§ What the task requires: The entries below contain a stretch that opens with the line containing "and the periodic" and closes with the line containing "vpvc: &PersistentVolumeClaim) ->"; set down that stretch exactly, both ends included, and nothing else.

§ Dataset records:
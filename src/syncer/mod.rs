//! Per-resource-type sync engine.
//!
//! One [`PvcSyncer`] serves one tenant cluster. It wires together the
//! downward loop ([`dws`]), the upward loop ([`uws`]), and the periodic
//! [`patrol`] pass, all feeding keyed work through coalescing [`queue`]s.

pub mod dws;
pub mod patrol;
pub mod queue;
pub mod uws;

use std::sync::Arc;
use std::time::Duration;

use k8s_openapi::api::core::v1::PersistentVolumeClaim;
use tokio::sync::mpsc;
use tokio_util::sync::CancellationToken;
use tracing::{debug, info, warn};

use crate::backend::{PvcBackend, WatchNotification};
use crate::conversion::ClusterKey;
use crate::error::Error;
use crate::retry::RetryConfig;
use crate::{Result, CLUSTER_ANNOTATION, TENANT_NAMESPACE_ANNOTATION};

use dws::DwsReconciler;
use patrol::Patroller;
use queue::WorkQueue;
use uws::UwsReconciler;

/// Join key identifying one mirrored object pair.
///
/// Carries both namespaces so either loop can reach its side without a
/// reverse lookup; the (super-namespace, name) pair is the identity.
#[derive(Clone, Debug, PartialEq, Eq, Hash)]
pub struct SyncKey {
    /// Namespace of the virtual object in the tenant cluster
    pub tenant_namespace: String,
    /// Mapped namespace of the physical object in the super cluster
    pub super_namespace: String,
    /// Shared object name
    pub name: String,
}

impl SyncKey {
    /// Derive the key from a virtual object
    pub fn from_virtual(cluster_key: &ClusterKey, vpvc: &PersistentVolumeClaim) -> Result<Self> {
        let namespace = vpvc.metadata.namespace.as_deref().ok_or_else(|| {
            Error::malformed_key(
                vpvc.metadata.name.as_deref().unwrap_or("<unnamed>"),
                "virtual object has no namespace",
            )
        })?;
        let name = vpvc
            .metadata
            .name
            .as_deref()
            .ok_or_else(|| Error::malformed_key(namespace, "virtual object has no name"))?;
        Ok(Self {
            tenant_namespace: namespace.to_string(),
            super_namespace: cluster_key.super_cluster_namespace(namespace),
            name: name.to_string(),
        })
    }

    /// Derive the key from a physical object's ownership markers
    pub fn from_physical(ppvc: &PersistentVolumeClaim) -> Result<Self> {
        let name = ppvc
            .metadata
            .name
            .as_deref()
            .ok_or_else(|| Error::malformed_key("<unnamed>", "physical object has no name"))?;
        let super_namespace = ppvc.metadata.namespace.as_deref().ok_or_else(|| {
            Error::malformed_key(name, "physical object has no namespace")
        })?;
        let tenant_namespace = ppvc
            .metadata
            .annotations
            .as_ref()
            .and_then(|a| a.get(TENANT_NAMESPACE_ANNOTATION))
            .ok_or_else(|| {
                Error::malformed_key(
                    format!("{}/{}", super_namespace, name),
                    "physical object carries no tenant namespace marker",
                )
            })?;
        Ok(Self {
            tenant_namespace: tenant_namespace.clone(),
            super_namespace: super_namespace.to_string(),
            name: name.to_string(),
        })
    }
}

impl std::fmt::Display for SyncKey {
    fn fmt(&self, f: &mut std::fmt::Formatter<'_>) -> std::fmt::Result {
        write!(f, "{}/{}", self.super_namespace, self.name)
    }
}

/// Tuning knobs for one syncer
#[derive(Clone, Debug)]
pub struct SyncerConfig {
    /// Concurrent workers per queue
    pub workers: usize,
    /// Interval between patrol passes
    pub patrol_interval: Duration,
    /// Requeue backoff for failed keys
    pub retry: RetryConfig,
}

impl Default for SyncerConfig {
    fn default() -> Self {
        Self {
            workers: 4,
            patrol_interval: Duration::from_secs(60),
            retry: RetryConfig::default(),
        }
    }
}

/// The three-loop engine for one tenant cluster's PVCs
pub struct PvcSyncer {
    tenant: Arc<dyn PvcBackend>,
    superc: Arc<dyn PvcBackend>,
    cluster_key: ClusterKey,
    config: SyncerConfig,
    dws_queue: WorkQueue<SyncKey>,
    uws_queue: WorkQueue<SyncKey>,
}

impl PvcSyncer {
    /// Build a syncer over the two backends
    pub fn new(
        tenant: Arc<dyn PvcBackend>,
        superc: Arc<dyn PvcBackend>,
        cluster_key: ClusterKey,
        config: SyncerConfig,
    ) -> Self {
        Self {
            tenant,
            superc,
            cluster_key,
            config,
            dws_queue: WorkQueue::new(),
            uws_queue: WorkQueue::new(),
        }
    }

    /// Run all loops until cancelled.
    ///
    /// A failure to establish either watch is fatal and reported upward;
    /// everything after establishment is retried or requeued internally.
    pub async fn run(&self, cancel: CancellationToken) -> Result<()> {
        info!(cluster_key = %self.cluster_key, "starting pvc syncer");

        let dws = Arc::new(DwsReconciler::new(
            Arc::clone(&self.tenant),
            Arc::clone(&self.superc),
            self.cluster_key.clone(),
        ));
        let uws = Arc::new(UwsReconciler::new(
            Arc::clone(&self.tenant),
            Arc::clone(&self.superc),
            self.cluster_key.clone(),
        ));
        let patroller = Patroller::new(
            Arc::clone(&self.tenant),
            Arc::clone(&self.superc),
            self.cluster_key.clone(),
            self.dws_queue.clone(),
            self.uws_queue.clone(),
        );

        let dws_workers = {
            let handler_dws = Arc::clone(&dws);
            self.dws_queue.run(
                self.config.workers,
                self.config.retry.clone(),
                cancel.clone(),
                move |key: SyncKey| {
                    let dws = Arc::clone(&handler_dws);
                    async move { dws.reconcile(&key).await }
                },
            )
        };
        let uws_workers = {
            let handler_uws = Arc::clone(&uws);
            self.uws_queue.run(
                self.config.workers,
                self.config.retry.clone(),
                cancel.clone(),
                move |key: SyncKey| {
                    let uws = Arc::clone(&handler_uws);
                    async move { uws.reconcile(&key).await }
                },
            )
        };

        let tenant_pump = self.pump_tenant_events(cancel.clone());
        let super_pump = self.pump_super_events(cancel.clone());
        let patrol_loop = self.patrol_loop(patroller, cancel.clone());

        let (tenant_res, super_res, _, _, _) = tokio::join!(
            tenant_pump,
            super_pump,
            dws_workers,
            uws_workers,
            patrol_loop
        );
        tenant_res?;
        super_res?;
        info!(cluster_key = %self.cluster_key, "pvc syncer stopped");
        Ok(())
    }

    /// Feed tenant-side object events into the downward queue
    async fn pump_tenant_events(&self, cancel: CancellationToken) -> Result<()> {
        let (tx, mut rx) = mpsc::channel(256);
        let backend = Arc::clone(&self.tenant);
        let watch_cancel = cancel.clone();
        let watch =
            tokio::spawn(async move { backend.watch(tx, watch_cancel).await });

        while let Some(notification) = rx.recv().await {
            let pvc = match notification {
                WatchNotification::Applied(pvc) | WatchNotification::Deleted(pvc) => pvc,
                WatchNotification::Resynced => {
                    debug!("tenant watch caught up");
                    continue;
                }
            };
            match SyncKey::from_virtual(&self.cluster_key, &pvc) {
                Ok(key) => self.dws_queue.enqueue(key),
                Err(e) => warn!(error = %e, "skipping unkeyable tenant event"),
            }
        }

        match watch.await {
            Ok(result) => result,
            Err(e) => Err(Error::internal_with_context("tenant watch", e.to_string())),
        }
    }

    /// Feed super-side object events into the right queue.
    ///
    /// Applies become upward keys; deletes go downward so a physical object
    /// removed behind our back is recreated while its virtual owner lives.
    /// Objects belonging to other tenant clusters are skipped.
    async fn pump_super_events(&self, cancel: CancellationToken) -> Result<()> {
        let (tx, mut rx) = mpsc::channel(256);
        let backend = Arc::clone(&self.superc);
        let watch_cancel = cancel.clone();
        let watch =
            tokio::spawn(async move { backend.watch(tx, watch_cancel).await });

        while let Some(notification) = rx.recv().await {
            let (pvc, deleted) = match notification {
                WatchNotification::Applied(pvc) => (pvc, false),
                WatchNotification::Deleted(pvc) => (pvc, true),
                WatchNotification::Resynced => {
                    debug!("super watch caught up");
                    continue;
                }
            };
            let ours = pvc
                .metadata
                .annotations
                .as_ref()
                .and_then(|a| a.get(CLUSTER_ANNOTATION))
                .is_some_and(|k| k == self.cluster_key.as_str());
            if !ours {
                continue;
            }
            match SyncKey::from_physical(&pvc) {
                Ok(key) if deleted => self.dws_queue.enqueue(key),
                Ok(key) => self.uws_queue.enqueue(key),
                Err(e) => warn!(error = %e, "skipping unkeyable super event"),
            }
        }

        match watch.await {
            Ok(result) => result,
            Err(e) => Err(Error::internal_with_context("super watch", e.to_string())),
        }
    }

    async fn patrol_loop(&self, patroller: Patroller, cancel: CancellationToken) {
        let mut ticker = tokio::time::interval(self.config.patrol_interval);
        ticker.set_missed_tick_behavior(tokio::time::MissedTickBehavior::Delay);
        // First tick fires immediately; skip it so events settle first
        ticker.tick().await;

        loop {
            tokio::select! {
                _ = cancel.cancelled() => return,
                _ = ticker.tick() => {}
            }
            match patroller.patrol_once().await {
                Ok(stats) => {
                    info!(cluster_key = %self.cluster_key, ?stats, "patrol pass complete")
                }
                Err(e) => warn!(cluster_key = %self.cluster_key, error = %e, "patrol pass failed"),
            }
        }
    }
}

#[cfg(test)]
mod tests {
    use super::*;
    use k8s_openapi::apimachinery::pkg::apis::meta::v1::ObjectMeta;

    fn vpvc(namespace: &str, name: &str) -> PersistentVolumeClaim {
        PersistentVolumeClaim {
            metadata: ObjectMeta {
                name: Some(name.to_string()),
                namespace: Some(namespace.to_string()),
                uid: Some("12345".to_string()),
                ..Default::default()
            },
            ..Default::default()
        }
    }

    #[test]
    fn virtual_key_maps_the_namespace() {
        let cluster_key = ClusterKey::new("tenant-1", "test", "uid-1");
        let key = SyncKey::from_virtual(&cluster_key, &vpvc("default", "pvc-1")).unwrap();
        assert_eq!(key.tenant_namespace, "default");
        assert_eq!(
            key.super_namespace,
            cluster_key.super_cluster_namespace("default")
        );
        assert_eq!(key.name, "pvc-1");
    }

    #[test]
    fn physical_key_requires_tenant_marker() {
        let mut ppvc = vpvc("super-ns", "pvc-1");
        let err = SyncKey::from_physical(&ppvc).unwrap_err();
        assert!(matches!(err, Error::MalformedKey { .. }));

        ppvc.metadata.annotations = Some(
            [(TENANT_NAMESPACE_ANNOTATION.to_string(), "default".to_string())]
                .into_iter()
                .collect(),
        );
        let key = SyncKey::from_physical(&ppvc).unwrap();
        assert_eq!(key.tenant_namespace, "default");
        assert_eq!(key.super_namespace, "super-ns");
    }

    #[test]
    fn keys_from_both_sides_agree() {
        let cluster_key = ClusterKey::new("tenant-1", "test", "uid-1");
        let v = vpvc("default", "pvc-1");
        let from_virtual = SyncKey::from_virtual(&cluster_key, &v).unwrap();

        let p = crate::conversion::to_physical_pvc(&v, &cluster_key);
        let from_physical = SyncKey::from_physical(&p).unwrap();
        assert_eq!(from_virtual, from_physical);
    }
}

§ Written reply:
//! downward loop ([`dws`]), the upward loop ([`uws`]), and the periodic
//! [`patrol`] pass, all feeding keyed work through coalescing [`queue`]s.

pub mod dws;
pub mod patrol;
pub mod queue;
pub mod uws;

use std::sync::Arc;
use std::time::Duration;

use k8s_openapi::api::core::v1::PersistentVolumeClaim;
use tokio::sync::mpsc;
use tokio_util::sync::CancellationToken;
use tracing::{debug, info, warn};

use crate::backend::{PvcBackend, WatchNotification};
use crate::conversion::ClusterKey;
use crate::error::Error;
use crate::retry::RetryConfig;
use crate::{Result, CLUSTER_ANNOTATION, TENANT_NAMESPACE_ANNOTATION};

use dws::DwsReconciler;
use patrol::Patroller;
use queue::WorkQueue;
use uws::UwsReconciler;

/// Join key identifying one mirrored object pair.
///
/// Carries both namespaces so either loop can reach its side without a
/// reverse lookup; the (super-namespace, name) pair is the identity.
#[derive(Clone, Debug, PartialEq, Eq, Hash)]
pub struct SyncKey {
    /// Namespace of the virtual object in the tenant cluster
    pub tenant_namespace: String,
    /// Mapped namespace of the physical object in the super cluster
    pub super_namespace: String,
    /// Shared object name
    pub name: String,
}

impl SyncKey {
    /// Derive the key from a virtual object
    pub fn from_virtual(cluster_key: &ClusterKey, vpvc: &PersistentVolumeClaim) -> Result<Self> {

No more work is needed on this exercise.